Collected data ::
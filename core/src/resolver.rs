//! Character resolution: key + modifier state + mode -> output string.

use phf::phf_set;

use crate::key::{KeyDescriptor, KeyKind};
use crate::modifiers::ModifierState;

/// Keys on which Caps Lock does not stand in for Shift.
///
/// Only an explicit Shift produces the symbols of the number row; Caps Lock
/// alone keeps the digits.
pub static NUMBER_ROW_CODES: phf::Set<&'static str> = phf_set! {
    "Digit1", "Digit2", "Digit3", "Digit4", "Digit5",
    "Digit6", "Digit7", "Digit8", "Digit9", "Digit0",
    "Minus", "Equal",
};

/// Which variant of a key is selected.
#[derive(Debug, Clone, Copy, PartialEq, Eq)]
pub enum ShiftLevel {
    Base,
    Shift,
    AltGraph,
}

pub fn is_number_row(code: &str) -> bool {
    NUMBER_ROW_CODES.contains(code)
}

/// Pick the shift level for `code`.
///
/// Shift is checked before AltGraph. Caps Lock counts as Shift except on the
/// number row. Latin mode has no AltGraph level.
pub fn shift_level(code: &str, state: &ModifierState, native_mode: bool) -> ShiftLevel {
    let caps_as_shift = state.caps_lock_active() && !is_number_row(code);
    if state.shift_active() || caps_as_shift {
        ShiftLevel::Shift
    } else if native_mode && state.alt_graph_active() {
        ShiftLevel::AltGraph
    } else {
        ShiftLevel::Base
    }
}

/// Resolve the string a key emits, or `None` if nothing is emitted.
///
/// `None` is a normal outcome: modifier and action keys never emit, and an
/// empty variant at the selected level means "no character in this mode".
pub fn resolve<'a>(
    key: &'a KeyDescriptor,
    state: &ModifierState,
    native_mode: bool,
) -> Option<&'a str> {
    if matches!(key.kind, KeyKind::Modifier | KeyKind::Action) {
        return None;
    }
    let level = shift_level(&key.code, state, native_mode);
    let variant = match (native_mode, level) {
        (true, ShiftLevel::Base) => &key.base,
        (true, ShiftLevel::Shift) => &key.shift,
        (true, ShiftLevel::AltGraph) => &key.alt_graph,
        (false, ShiftLevel::Shift) => &key.english_shift,
        (false, _) => &key.english,
    };
    if variant.is_empty() {
        None
    } else {
        Some(variant.as_str())
    }
}

/// Whether the engine intercepts this key instead of letting the host
/// insert text natively.
pub fn is_typing_key(key: &KeyDescriptor) -> bool {
    key.kind == KeyKind::Character && key.has_native_variant()
}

PROBLEM TO SOLVE :: Nothing but the lines from the one containing "key.kind == KeyKind::Character" to the end of the entries belongs in the answer, and each must match exactly.

WRITTEN ANSWER ::
    key.kind == KeyKind::Character && key.has_native_variant()
}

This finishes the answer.